About this task:
Check every line of the data below for the word "types", then give only the number of lines that have it.

(Collected data)
************

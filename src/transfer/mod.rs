//! Transfer codec.
//!
//! ```text
//!  read:  board ──b2a_base64 lines──▶ ChunkReassembler ──▶ FileContents
//!  write: bytes ──compress──▶ chunk_payload ──encode_chunk──▶ board
//!                                   (board inflates in place afterwards)
//! ```

pub mod chunked;
pub mod compress;

pub use chunked::{ChunkReassembler, FileContents};
//! Run segmentation
//!
//! Converts a boolean-valued signal over an ordered timestamped sequence
//! into contiguous timed runs, filtered by minimum duration. Both focus
//! sessions and distraction events are produced by this one algorithm,
//! parameterized by predicate and threshold.

use crate::types::{PoseFrame, TimedRun};

/// Contiguous runs where the sample value is true.
///
/// A run starts at the first true sample and ends at the last true sample
/// before the signal goes false; a run still open at the end of the
/// sequence closes at the final sample's timestamp. Runs with duration
/// less than or equal to `min_duration` are dropped (strict filter).
///
/// Samples must be ordered by non-decreasing timestamp; output runs are
/// non-overlapping and ordered by start time.
pub fn true_runs(samples: &[(f64, bool)], min_duration: f64) -> Vec<TimedRun> {
    let mut runs = Vec::new();
    let mut run_start: Option<f64> = None;
    let mut last_true = 0.0;

    for &(timestamp, active) in samples {
        if active {
            if run_start.is_none() {
                run_start = Some(timestamp);
            }
            last_true = timestamp;
        } else if let Some(start) = run_start.take() {
            push_run(&mut runs, start, last_true, min_duration);
        }
    }

    if let Some(start) = run_start {
        if let Some(&(last_timestamp, _)) = samples.last() {
            push_run(&mut runs, start, last_timestamp, min_duration);
        }
    }

    runs
}

/// Apply a frame predicate over a gapped sequence and segment the result.
///
/// Absent frames contribute no sample; they neither extend nor break a run
/// on their own.
pub fn segment_frames<F>(frames: &[Option<PoseFrame>], predicate: F, min_duration: f64) -> Vec<TimedRun>
where
    F: Fn(&PoseFrame) -> bool,
{
    let samples: Vec<(f64, bool)> = frames
        .iter()
        .flatten()
        .map(|frame| (frame.timestamp, predicate(frame)))
        .collect();
    true_runs(&samples, min_duration)
}

fn push_run(runs: &mut Vec<TimedRun>, start: f64, end: f64, min_duration: f64) {
    let duration = end - start;
    if duration > min_duration {
        runs.push(TimedRun {
            start_time: start,
            end_time: end,
            duration,
        });
    }
}

#[cfg(test)]
mod tests {
    use super::*;

    fn samples(pattern: &[bool]) -> Vec<(f64, bool)> {
        pattern
            .iter()
            .enumerate()
            .map(|(i, &b)| (i as f64, b))
            .collect()
    }

    #[test]
    fn test_two_runs_with_strict_minimum() {
        // [T,T,T,F,F,T,T] at times 0..=6, min_duration 1.0:
        // first run (0, 2) duration 2 kept; trailing run (5, 6) duration 1
        // dropped by the strict filter.
        let runs = true_runs(&samples(&[true, true, true, false, false, true, true]), 1.0);
        assert_eq!(runs.len(), 1);
        assert_eq!(runs[0].start_time, 0.0);
        assert_eq!(runs[0].end_time, 2.0);
        assert_eq!(runs[0].duration, 2.0);

        // The same trailing run survives a lower threshold
        let runs = true_runs(&samples(&[true, true, true, false, false, true, true]), 0.5);
        assert_eq!(runs.len(), 2);
        assert_eq!(runs[1].start_time, 5.0);
        assert_eq!(runs[1].end_time, 6.0);
        assert_eq!(runs[1].duration, 1.0);
    }

    #[test]
    fn test_open_run_closes_at_last_sample() {
        let runs = true_runs(&samples(&[false, true, true, true]), 1.0);
        assert_eq!(runs.len(), 1);
        assert_eq!(runs[0].start_time, 1.0);
        assert_eq!(runs[0].end_time, 3.0);
    }

    #[test]
    fn test_all_false_produces_no_runs() {
        assert!(true_runs(&samples(&[false, false, false]), 0.0).is_empty());
    }

    #[test]
    fn test_empty_input() {
        assert!(true_runs(&[], 1.0).is_empty());
    }

    #[test]
    fn test_single_true_sample_is_zero_duration() {
        // One sample opens and closes a run at the same timestamp
        let runs = true_runs(&[(4.0, true)], 0.0);
        assert!(runs.is_empty());
    }

    #[test]
    fn test_runs_are_ordered_and_disjoint() {
        let pattern = [true, true, false, true, true, false, true, true];
        let runs = true_runs(&samples(&pattern), 0.5);
        assert_eq!(runs.len(), 3);
        for pair in runs.windows(2) {
            assert!(pair[0].end_time < pair[1].start_time);
        }
    }

    #[test]
    fn test_deterministic() {
        let input = samples(&[true, false, true, true, false, true]);
        let first = true_runs(&input, 0.5);
        let second = true_runs(&input, 0.5);
        assert_eq!(first, second);
    }

    #[test]
    fn test_segment_frames_skips_gaps() {
        use crate::testutil::forward_frame;

        // Present frames at t = 0, 1, 3, 4 with a gap at t = 2; the gap does
        // not break the run.
        let frames = vec![
            Some(forward_frame(0.0, 0.5, 0.5)),
            Some(forward_frame(1.0, 0.5, 0.5)),
            None,
            Some(forward_frame(3.0, 0.5, 0.5)),
            Some(forward_frame(4.0, 0.5, 0.5)),
        ];
        let runs = segment_frames(&frames, |_| true, 1.0);
        assert_eq!(runs.len(), 1);
        assert_eq!(runs[0].start_time, 0.0);
        assert_eq!(runs[0].end_time, 4.0);
    }
}
//! Small shared statistics helpers
//!
//! Population statistics (ddof = 0) over plain slices. Both analyses use
//! these for displacement and orientation summaries.

/// Arithmetic mean; 0.0 for an empty slice
pub(crate) fn mean(values: &[f64]) -> f64 {
    if values.is_empty() {
        return 0.0;
    }
    values.iter().sum::<f64>() / values.len() as f64
}

/// Population standard deviation; 0.0 for an empty slice
pub(crate) fn population_std(values: &[f64]) -> f64 {
    if values.is_empty() {
        return 0.0;
    }
    let m = mean(values);
    let variance = values.iter().map(|v| (v - m).powi(2)).sum::<f64>() / values.len() as f64;
    variance.sqrt()
}
//! Error types for Classense

use thiserror::Error;

/// Errors that can occur at the engine boundary
///
/// Expected data conditions (absent keypoints, empty sequences, zero-length
/// windows) are modeled as values, not errors. Only contract violations in
/// the input (malformed JSON, wrong keypoint arity, non-monotonic timestamps)
/// surface here.
#[derive(Debug, Error)]
pub enum EngineError {
    #[error("Failed to parse pose sequence: {0}")]
    ParseError(String),

    #[error("Invalid JSON: {0}")]
    JsonError(#[from] serde_json::Error),

    #[error("Invalid pose sequence: {0}")]
    InvalidSequence(String),

    #[error("Invalid configuration: {0}")]
    ConfigError(String),

    #[error("Encoding error: {0}")]
    EncodingError(String),
}
//! Engine configuration
//!
//! All behavioral thresholds live in one read-only value passed explicitly
//! into each analysis call. The engine treats these as constants and never
//! auto-tunes them.

use crate::error::EngineError;
use serde::{Deserialize, Serialize};

/// Behavioral thresholds and window labels for the analysis engine
#[derive(Debug, Clone, PartialEq, Serialize, Deserialize)]
#[serde(default)]
pub struct EngineConfig {
    /// Movement intensity score above which status is "elevated" (0-1)
    pub movement_threshold: f64,
    /// Attention ratio at or above which status is "above_threshold" (0-1)
    pub attention_threshold: f64,
    /// Maximum |yaw| in degrees still considered on-task
    pub on_task_yaw_threshold_deg: f64,
    /// Maximum |pitch| in degrees still considered on-task
    pub on_task_pitch_threshold_deg: f64,
    /// Short analysis window label (seconds)
    pub time_window_short_sec: u32,
    /// Medium analysis window label (seconds); the default for analysis calls
    pub time_window_medium_sec: u32,
    /// Long analysis window label (seconds)
    pub time_window_long_sec: u32,
}

impl Default for EngineConfig {
    fn default() -> Self {
        Self {
            movement_threshold: 0.70,
            attention_threshold: 0.60,
            on_task_yaw_threshold_deg: 30.0,
            on_task_pitch_threshold_deg: 20.0,
            time_window_short_sec: 30,
            time_window_medium_sec: 120,
            time_window_long_sec: 300,
        }
    }
}

impl EngineConfig {
    /// Parse a configuration from JSON and validate it
    pub fn from_json(json: &str) -> Result<Self, EngineError> {
        let config: Self = serde_json::from_str(json)?;
        config.validate()?;
        Ok(config)
    }

    /// Check that all thresholds are in their documented ranges
    pub fn validate(&self) -> Result<(), EngineError> {
        if !self.movement_threshold.is_finite()
            || self.movement_threshold <= 0.0
            || self.movement_threshold > 1.0
        {
            return Err(EngineError::ConfigError(format!(
                "movement_threshold must be in (0, 1], got {}",
                self.movement_threshold
            )));
        }
        if !self.attention_threshold.is_finite()
            || self.attention_threshold <= 0.0
            || self.attention_threshold > 1.0
        {
            return Err(EngineError::ConfigError(format!(
                "attention_threshold must be in (0, 1], got {}",
                self.attention_threshold
            )));
        }
        if !self.on_task_yaw_threshold_deg.is_finite() || self.on_task_yaw_threshold_deg <= 0.0 {
            return Err(EngineError::ConfigError(format!(
                "on_task_yaw_threshold_deg must be positive, got {}",
                self.on_task_yaw_threshold_deg
            )));
        }
        if !self.on_task_pitch_threshold_deg.is_finite() || self.on_task_pitch_threshold_deg <= 0.0
        {
            return Err(EngineError::ConfigError(format!(
                "on_task_pitch_threshold_deg must be positive, got {}",
                self.on_task_pitch_threshold_deg
            )));
        }
        Ok(())
    }
}

#[cfg(test)]
mod tests {
    use super::*;

    #[test]
    fn test_default_thresholds() {
        let config = EngineConfig::default();
        assert!((config.movement_threshold - 0.70).abs() < 1e-9);
        assert!((config.attention_threshold - 0.60).abs() < 1e-9);
        assert!((config.on_task_yaw_threshold_deg - 30.0).abs() < 1e-9);
        assert!((config.on_task_pitch_threshold_deg - 20.0).abs() < 1e-9);
        assert_eq!(config.time_window_medium_sec, 120);
    }

    #[test]
    fn test_from_json_partial_override() {
        let config = EngineConfig::from_json(r#"{"movement_threshold": 0.5}"#).unwrap();
        assert!((config.movement_threshold - 0.5).abs() < 1e-9);
        // Unspecified fields fall back to defaults
        assert!((config.attention_threshold - 0.60).abs() < 1e-9);
    }

    #[test]
    fn test_rejects_out_of_range_threshold() {
        let result = EngineConfig::from_json(r#"{"attention_threshold": 1.5}"#);
        assert!(result.is_err());

        let result = EngineConfig::from_json(r#"{"movement_threshold": 0.0}"#);
        assert!(result.is_err());

        let result = EngineConfig::from_json(r#"{"on_task_yaw_threshold_deg": -10.0}"#);
        assert!(result.is_err());
    }

    #[test]
    fn test_config_round_trip() {
        let config = EngineConfig::default();
        let json = serde_json::to_string(&config).unwrap();
        let parsed = EngineConfig::from_json(&json).unwrap();
        assert_eq!(config, parsed);
    }
}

************

Output of the task:
2